Bangladeshi historian and writer

Abu Mohammed Habibullah (1911 – 3 June 1983), also known as ABM Habibullah, was a Bangladeshi historian and writer.

==Early life==
Habibullah was born on 1911 in Burdwan District, West Bengal, British India. He graduated from Hughli Madrasa in 1926 and Islamic Intermediate College, Dhaka (later Kabi Nazrul Government College) in 1928. He graduated with a B.A. in history from Hooghly Mohsin College in 1931 and a M.A. in history from the University of Calcutta in 1933. He earned his PhD from the School of Oriental Studies of the University of London. He also received a diploma in library science.

==Career==
Habibullah joined Calcutta Madrasa in 1938 as a librarian. He joined the History Department of the University of Calcutta as a lecturer in 1939. He transferred next year to the Department of Islamic History and Culture, a newly created department at the University of Calcutta. In 1950, he joined the University of Dhaka. He was one of the founders of Asiatic Society of Pakistan. From 1961 to 1963, he served as the dean of Dean of the Faculty of Arts.
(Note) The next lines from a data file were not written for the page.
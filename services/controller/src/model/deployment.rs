//! Game deployments: desired spec and controller-owned status.

use chrono::{DateTime, Utc};
use gamefleet_events::ObjectKey;
use gamefleet_reconcile::IntOrPercent;
use serde::{Deserialize, Serialize};

use super::hook::HookPhase;
use super::instance::InstanceTemplate;
use super::meta::{LabelSelector, ObjectMeta, OwnerReference};

/// Kind name used in owner references.
pub const GAME_DEPLOYMENT_KIND: &str = "GameDeployment";

/// Conditions kept per deployment, oldest dropped first.
pub const MAX_CONDITIONS: usize = 10;

#[derive(Debug, Clone, PartialEq, Serialize, Deserialize)]
pub struct GameDeployment {
    pub meta: ObjectMeta,
    pub spec: GameDeploymentSpec,
    #[serde(default)]
    pub status: Option<GameDeploymentStatus>,
}

impl GameDeployment {
    pub fn key(&self) -> ObjectKey {
        self.meta.key()
    }

    pub fn name(&self) -> &str {
        &self.meta.name
    }

    /// Controller reference stamped on every owned object.
    pub fn owner_reference(&self) -> OwnerReference {
        OwnerReference {
            kind: GAME_DEPLOYMENT_KIND.to_string(),
            name: self.meta.name.clone(),
            uid: self.meta.uid,
            controller: true,
        }
    }

    /// Status as last written, or an empty one.
    pub fn status_or_default(&self) -> GameDeploymentStatus {
        self.status.clone().unwrap_or_default()
    }
}

#[derive(Debug, Clone, PartialEq, Serialize, Deserialize)]
pub struct GameDeploymentSpec {
    pub replicas: i32,
    pub selector: LabelSelector,
    pub template: InstanceTemplate,
    #[serde(default)]
    pub scale_strategy: ScaleStrategy,
    #[serde(default)]
    pub update_strategy: UpdateStrategySpec,
    /// Verification run before any instance is deleted.
    #[serde(default)]
    pub pre_delete_hook: Option<HookStep>,
    #[serde(default)]
    pub min_ready_seconds: i32,
    /// Overrides the controller-wide history limit.
    #[serde(default)]
    pub revision_history_limit: Option<i32>,
}

#[derive(Debug, Clone, PartialEq, Eq, Serialize, Deserialize, Default)]
pub struct ScaleStrategy {
    /// Instances to delete before any diff-based scale-in.
    #[serde(default)]
    pub instances_to_delete: Vec<String>,
}

/// How not-yet-updated instances move to the update revision.
#[derive(Debug, Clone, Copy, PartialEq, Eq, Serialize, Deserialize, Default)]
pub enum UpdateStrategyKind {
    /// Delete and let scale-out recreate on the new revision.
    #[default]
    Recreate,
    /// Patch container images; availability waits on a readiness gate.
    InPlace,
    /// Patch container images while the instance keeps serving.
    HotPatch,
}

#[derive(Debug, Clone, PartialEq, Serialize, Deserialize, Default)]
pub struct UpdateStrategySpec {
    #[serde(default)]
    pub kind: UpdateStrategyKind,
    /// Instances to keep on the old revision when no canary step applies.
    #[serde(default)]
    pub partition: i32,
    #[serde(default)]
    pub max_unavailable: Option<IntOrPercent>,
    #[serde(default)]
    pub max_surge: Option<IntOrPercent>,
    #[serde(default)]
    pub paused: bool,
    #[serde(default)]
    pub canary: Option<CanaryPlan>,
}

#[derive(Debug, Clone, PartialEq, Eq, Serialize, Deserialize, Default)]
pub struct CanaryPlan {
    pub steps: Vec<CanaryStep>,
}

/// One stage of a canary rollout.
#[derive(Debug, Clone, PartialEq, Eq, Serialize, Deserialize, Default)]
pub struct CanaryStep {
    /// Instances left on the old revision during this step.
    #[serde(default)]
    pub partition: Option<i32>,
    #[serde(default)]
    pub pause: Option<PauseSpec>,
    #[serde(default)]
    pub hook: Option<HookStep>,
}

/// A pause; without a duration it lasts until cleared externally.
#[derive(Debug, Clone, PartialEq, Eq, Serialize, Deserialize, Default)]
pub struct PauseSpec {
    #[serde(default)]
    pub duration_seconds: Option<i64>,
}

#[derive(Debug, Clone, PartialEq, Eq, Serialize, Deserialize)]
pub struct HookStep {
    pub template_name: String,
    #[serde(default)]
    pub args: Vec<HookArg>,
}

#[derive(Debug, Clone, PartialEq, Eq, Serialize, Deserialize)]
pub struct HookArg {
    pub name: String,
    pub value: String,
}

// =============================================================================
// Status
// =============================================================================

#[derive(Debug, Clone, PartialEq, Serialize, Deserialize, Default)]
pub struct GameDeploymentStatus {
    pub observed_generation: i64,
    pub replicas: i32,
    pub ready_replicas: i32,
    pub available_replicas: i32,
    pub updated_replicas: i32,
    pub updated_ready_replicas: i32,
    pub current_revision: String,
    pub update_revision: String,
    #[serde(default)]
    pub collision_count: i32,
    #[serde(default)]
    pub label_selector: String,
    #[serde(default)]
    pub canary: Option<CanaryStatus>,
    #[serde(default)]
    pub conditions: Vec<DeploymentCondition>,
    #[serde(default)]
    pub pre_delete_hooks: Vec<PreDeleteHookCondition>,
}

/// Canary progress for one update revision.
#[derive(Debug, Clone, PartialEq, Eq, Serialize, Deserialize, Default)]
pub struct CanaryStatus {
    /// Update revision this progress belongs to.
    pub revision: String,
    pub step_index: i32,
    /// Hash of the step plan; a different plan restarts at step 0.
    pub step_hash: String,
    #[serde(default)]
    pub current_hook_run: Option<String>,
    #[serde(default)]
    pub pause_start: Option<DateTime<Utc>>,
    /// Clearing this list externally resumes a paused step.
    #[serde(default)]
    pub pause_conditions: Vec<PauseCondition>,
}

#[derive(Debug, Clone, PartialEq, Eq, Serialize, Deserialize)]
pub struct PauseCondition {
    pub reason: PauseReason,
    pub start_time: DateTime<Utc>,
}

#[derive(Debug, Clone, Copy, PartialEq, Eq, Serialize, Deserialize)]
pub enum PauseReason {
    /// The step defines a pause.
    CanaryPause,
    /// The step's hook ended in failure, error, or inconclusive.
    HookFailed,
}

#[derive(Debug, Clone, Copy, PartialEq, Eq, Serialize, Deserialize)]
pub enum ConditionKind {
    FailedScale,
    FailedUpdate,
}

#[derive(Debug, Clone, PartialEq, Eq, Serialize, Deserialize)]
pub struct DeploymentCondition {
    pub kind: ConditionKind,
    pub reason: String,
    pub message: String,
    pub last_transition_time: DateTime<Utc>,
}

/// Progress of one instance's pre-delete hook.
#[derive(Debug, Clone, PartialEq, Eq, Serialize, Deserialize)]
pub struct PreDeleteHookCondition {
    pub instance_name: String,
    pub identity: String,
    pub hook_run: String,
    pub phase: HookPhase,
    pub start_time: DateTime<Utc>,
}

impl GameDeploymentStatus {
    pub fn condition(&self, kind: ConditionKind) -> Option<&DeploymentCondition> {
        self.conditions.iter().find(|c| c.kind == kind)
    }

    /// Records a failure condition. The transition time only moves when the
    /// reason or message changes.
    pub fn set_condition(
        &mut self,
        kind: ConditionKind,
        reason: impl Into<String>,
        message: impl Into<String>,
        now: DateTime<Utc>,
    ) {
        let reason = reason.into();
        let message = message.into();

        if let Some(existing) = self.conditions.iter_mut().find(|c| c.kind == kind) {
            if existing.reason != reason || existing.message != message {
                existing.reason = reason;
                existing.message = message;
                existing.last_transition_time = now;
            }
            return;
        }

        self.conditions.push(DeploymentCondition {
            kind,
            reason,
            message,
            last_transition_time: now,
        });
        if self.conditions.len() > MAX_CONDITIONS {
            let excess = self.conditions.len() - MAX_CONDITIONS;
            self.conditions.drain(..excess);
        }
    }

    pub fn clear_condition(&mut self, kind: ConditionKind) {
        self.conditions.retain(|c| c.kind != kind);
    }
}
He was the president of the Dhaka University Teachers' Association from 1968 to 1972. He served as the chair of the Department of Islamic History and Culture in University of Dhaka until 1973. From 1976 to 1977, he was chairman of University Grants Commission. He also worked as the curator of Dhaka Museum.

==Death and legacy==
Habibulllah died on 3 June 1983. The Department of Islamic History and Culture of the University of Dhaka established the Abu Mohammed Habibullah Memorial Library in his memory.